Content warning: Explicit and specific discussion of calories and numbers are detailed in this post.
One-hundred and twenty-two. And then, two-hundred and forty-four. I find myself disappointed that I don't languidly recall more useful three-letter digits.
I've not eaten, or even thought about eating, a Kinder Bueno bar for over a year. In fact, I remember the last time I had dared to let one pass my lips. Alone in the pouring rain, sometime in mid-February, on a footpath somewhere in the Pennines, completely under-prepared and under-dressed for the weather. My sodden, cold hands could barely open the packet. This was marginally before the pandemic really took hold...and I guess, marginally before the woman upstairs had properly made herself comfortable again up there.
Sometime shortly after, the Kinder Bueno ended up on anorexia's no-go list, and though significant progress has been made since then, I can't say I've really spent any time considering them since. Some things, like Maltesers, Granola and Naan Bread, have often frequented both my conscious and unconscious rumination. Mainly because they sit all firmly in the high-high quadrant of my personal taste versus caloric value scale. In other words, I like them a lot, but they're calorically scary. Though, all three I have now though been able to successfully reintroduce, might I add.
But, Kinder Buenos...they haven't been among the many foodstuffs I've actively sought to reintroduce. Not out of fear, or so I thought, but to me they're just kind of like, whatever. I can take them or leave them.
So, had I been quizzed on the calories in one finger, I likely would've been in the correct ballpark, but you wouldn't have gotten a super speedy "just under 11!", like you would've if you'd asked about a single Malteser. I'm not a machine, after all.
But, lo and behold, it turns out that did know the exact figure all along.
The other night I woke from an incredibly horrible and vivid dream in which I had eaten a Kinder Bueno bar at seven o'clock in the morning. I then proceeded to panic that I'd been foolish enough to waste some of my precious breakfast calories on a confectionery that can't decide whether it wants to be German or Spanish. Particularly panicked was I, because I woke up still feeling hungry.
I usually dream vividly, but not lucidly. However, thankfully, it’s usually never too long before I become more cognizant and realise that it was all just a bad dream.
I can assure you that I'm definitely not persuaded by Freud's outlandish ideas about the significance of our dreams. Studying Psychology at Oxford did teach me something, you know. Nor am I persuaded theologically that dreams are necessarily a reliable way of discerning Christian doctrine – though this is a complicated one, which if you’re a budding pneumatologist, I’ll happily natter about another time.
Nevertheless, something about this dream boggled and bugged me.
In the dream, a detail had been particularly vivid. There were one-hundred and twenty-two calories in a finger of Kinder Bueno. Two-hundred and forty-four if you eat both of the fingers in a pack. An oddly specific detail for someone claiming not to have given this much thought.

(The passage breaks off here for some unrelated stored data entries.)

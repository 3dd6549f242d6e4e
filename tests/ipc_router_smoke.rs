use serde_json::json;
use std::io::{BufRead, BufReader, Write};
use std::process::{Child, ChildStdin, ChildStdout, Command, Stdio};

const ROLES_CLAIM: &str = "https://fullstackauth.com/roles";

fn spawn_sidecar() -> (Child, ChildStdin, BufReader<ChildStdout>) {
    let exe = env!("CARGO_BIN_EXE_registrod");
    let mut child = Command::new(exe)
        .stdin(Stdio::piped())
        .stdout(Stdio::piped())
        .stderr(Stdio::null())
        .spawn()
        .expect("spawn registrod");
    let stdin = child.stdin.take().expect("child stdin");
    let stdout = child.stdout.take().expect("child stdout");
    (child, stdin, BufReader::new(stdout))
}

fn send_line(stdin: &mut ChildStdin, reader: &mut BufReader<ChildStdout>, raw: &str) -> serde_json::Value {
    writeln!(stdin, "{}", raw).expect("write request");
    stdin.flush().expect("flush request");
    let mut line = String::new();
    reader.read_line(&mut line).expect("read response line");
    assert!(!line.trim().is_empty(), "empty response for {}", raw);
    serde_json::from_str(line.trim()).expect("parse response json")
}

fn request(
    stdin: &mut ChildStdin,
    reader: &mut BufReader<ChildStdout>,
    id: &str,
    method: &str,
    params: serde_json::Value,
) -> serde_json::Value {
    let payload = json!({
        "id": id,
        "method": method,
        "params": params,
    });
    let value = send_line(stdin, reader, &payload.to_string());
    assert_eq!(value.get("id").and_then(|v| v.as_str()), Some(id));
    if value.get("ok").and_then(|v| v.as_bool()) == Some(false) {
        let code = value
            .get("error")
            .and_then(|e| e.get("code"))
            .and_then(|v| v.as_str())
            .unwrap_or("unknown");
        assert_ne!(
            code, "not_implemented",
            "unexpected unknown method for {}",
            method
        );
    }
    value
}

fn error_code(value: &serde_json::Value) -> Option<&str> {
    value
        .get("error")
        .and_then(|e| e.get("code"))
        .and_then(|v| v.as_str())
}

#[test]
fn router_dispatch_smoke_covers_handler_families() {
    let (mut child, mut stdin, mut reader) = spawn_sidecar();

    let health = request(&mut stdin, &mut reader, "1", "health", json!({}));
    assert_eq!(health["result"]["configured"], false);

    let early = request(&mut stdin, &mut reader, "2", "enrollments.load", json!({}));
    assert_eq!(error_code(&early), Some("not_configured"));

    let info = request(
        &mut stdin,
        &mut reader,
        "3",
        "session.configure",
        json!({
            "backend": "local",
            "claims": { "sub": "auth0|all", ROLES_CLAIM: ["alumno", "profesor", "registroAcademico"] }
        }),
    );
    assert_eq!(info["result"]["backend"], "local");
    assert_eq!(info["result"]["roles"].as_array().map(|a| a.len()), Some(3));

    let mut n = 10;
    for family in ["enrollments", "grades", "students", "subjects", "teachers"] {
        for action in ["load", "snapshot", "cancelEdit", "delete.cancel"] {
            n += 1;
            let resp = request(
                &mut stdin,
                &mut reader,
                &n.to_string(),
                &format!("{family}.{action}"),
                json!({}),
            );
            assert_eq!(resp["ok"], true, "{family}.{action}: {resp}");
        }
        n += 1;
        let resp = request(
            &mut stdin,
            &mut reader,
            &n.to_string(),
            &format!("{family}.edit"),
            json!({}),
        );
        assert_eq!(error_code(&resp), Some("bad_params"));
        n += 1;
        let resp = request(
            &mut stdin,
            &mut reader,
            &n.to_string(),
            &format!("{family}.delete.confirm"),
            json!({}),
        );
        assert_eq!(error_code(&resp), Some("no_pending_delete"));
    }

    let _ = request(&mut stdin, &mut reader, "90", "grades.years", json!({}));
    let _ = request(&mut stdin, &mut reader, "91", "reportCard.load", json!({}));
    let _ = request(&mut stdin, &mut reader, "92", "profile.load", json!({}));
    let _ = request(&mut stdin, &mut reader, "93", "session.info", json!({}));
    let nav = request(&mut stdin, &mut reader, "94", "nav.items", json!({}));
    assert_eq!(nav["result"]["items"].as_array().map(|a| a.len()), Some(5));

    let unknown = send_line(
        &mut stdin,
        &mut reader,
        &json!({ "id": "95", "method": "grades.export", "params": {} }).to_string(),
    );
    assert_eq!(error_code(&unknown), Some("not_implemented"));

    let garbage = send_line(&mut stdin, &mut reader, "{not json");
    assert_eq!(garbage["ok"], false);
    assert_eq!(error_code(&garbage), Some("bad_json"));

    let bad_backend = request(
        &mut stdin,
        &mut reader,
        "96",
        "session.configure",
        json!({ "backend": "ftp" }),
    );
    assert_eq!(error_code(&bad_backend), Some("bad_params"));

    drop(stdin);
    let _ = child.wait();
}

#[test]
fn each_family_checks_its_role() {
    let (mut child, mut stdin, mut reader) = spawn_sidecar();

    request(
        &mut stdin,
        &mut reader,
        "1",
        "session.configure",
        json!({ "backend": "local", "claims": { ROLES_CLAIM: ["profesor"] } }),
    );

    let nav = request(&mut stdin, &mut reader, "2", "nav.items", json!({}));
    let labels: Vec<&str> = nav["result"]["items"]
        .as_array()
        .expect("items")
        .iter()
        .filter_map(|i| i["label"].as_str())
        .collect();
    assert_eq!(labels, vec!["Dashboard", "Calificaciones"]);

    let grades = request(&mut stdin, &mut reader, "3", "grades.load", json!({}));
    assert_eq!(grades["ok"], true);
    assert_eq!(grades["result"]["variant"], "grades");

    for (i, method) in [
        "enrollments.load",
        "students.load",
        "subjects.snapshot",
        "teachers.load",
        "reportCard.load",
        "profile.load",
    ]
    .iter()
    .enumerate()
    {
        let resp = request(&mut stdin, &mut reader, &format!("4-{i}"), method, json!({}));
        assert_eq!(error_code(&resp), Some("forbidden"), "{method}");
    }

    drop(stdin);
    let _ = child.wait();
}

#[test]
fn local_backend_enforces_claimed_permissions() {
    let (mut child, mut stdin, mut reader) = spawn_sidecar();

    request(
        &mut stdin,
        &mut reader,
        "1",
        "session.configure",
        json!({
            "backend": "local",
            "claims": {
                ROLES_CLAIM: ["registroAcademico"],
                "permissions": ["read:materias"]
            }
        }),
    );

    let listed = request(&mut stdin, &mut reader, "2", "subjects.load", json!({}));
    assert_eq!(listed["ok"], true);

    let denied = request(
        &mut stdin,
        &mut reader,
        "3",
        "subjects.submit",
        json!({ "form": { "nombreMateria": "Química" } }),
    );
    assert_eq!(error_code(&denied), Some("transport_error"));
    assert_eq!(denied["error"]["details"]["status"], 403);

    let students = request(&mut stdin, &mut reader, "4", "students.load", json!({}));
    assert_eq!(error_code(&students), Some("transport_error"));
    assert_eq!(students["error"]["message"], "No se pudieron cargar los alumnos.");

    drop(stdin);
    let _ = child.wait();
}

Naturally, my curious mind wouldn't rest until I'd Googled the calories in a Kinder Bueno, just to see if my subconscious really had picked a random figure out of thin air to make a point. No, it turns out. One-hundred and twenty two. I was bang on. After dwelling on the significance of this, I am both impressed and horrified.
The funny thing is, there probably aren't 122 calories in each finger of the specific Kinder Bueno that I have subsequently bought on some gnostic whim. My rational self knows that the numbers on these packets are all ballpark, estimated figures, and no-one really knows...especially when it comes to mass-produced, complex mixtures of ingredients such as this. And, crucially, no-one should really care as much as I do.
The only way to really know how many calories were actually in this specific Kinder Bueno would be to burn it, use it to heat up some water, and do some temperature-energy calculation that I don't fully understand because I dropped Chemistry once it started to get too complicated. Even then, this would be prone to experimental error, not to mention human error. And, I wouldn't be able to eat it after, because it would have been burned.
So, I'm sorry if I forget your birthday. My head is full of numbers I didn't even realise I knew. It's just a shame it's not full of more useful ones….like birthdays.
Then I said to myself,
“The fate of the fool will overtake me also. What then do I gain by being wise?” I said to myself, “This too is meaningless.”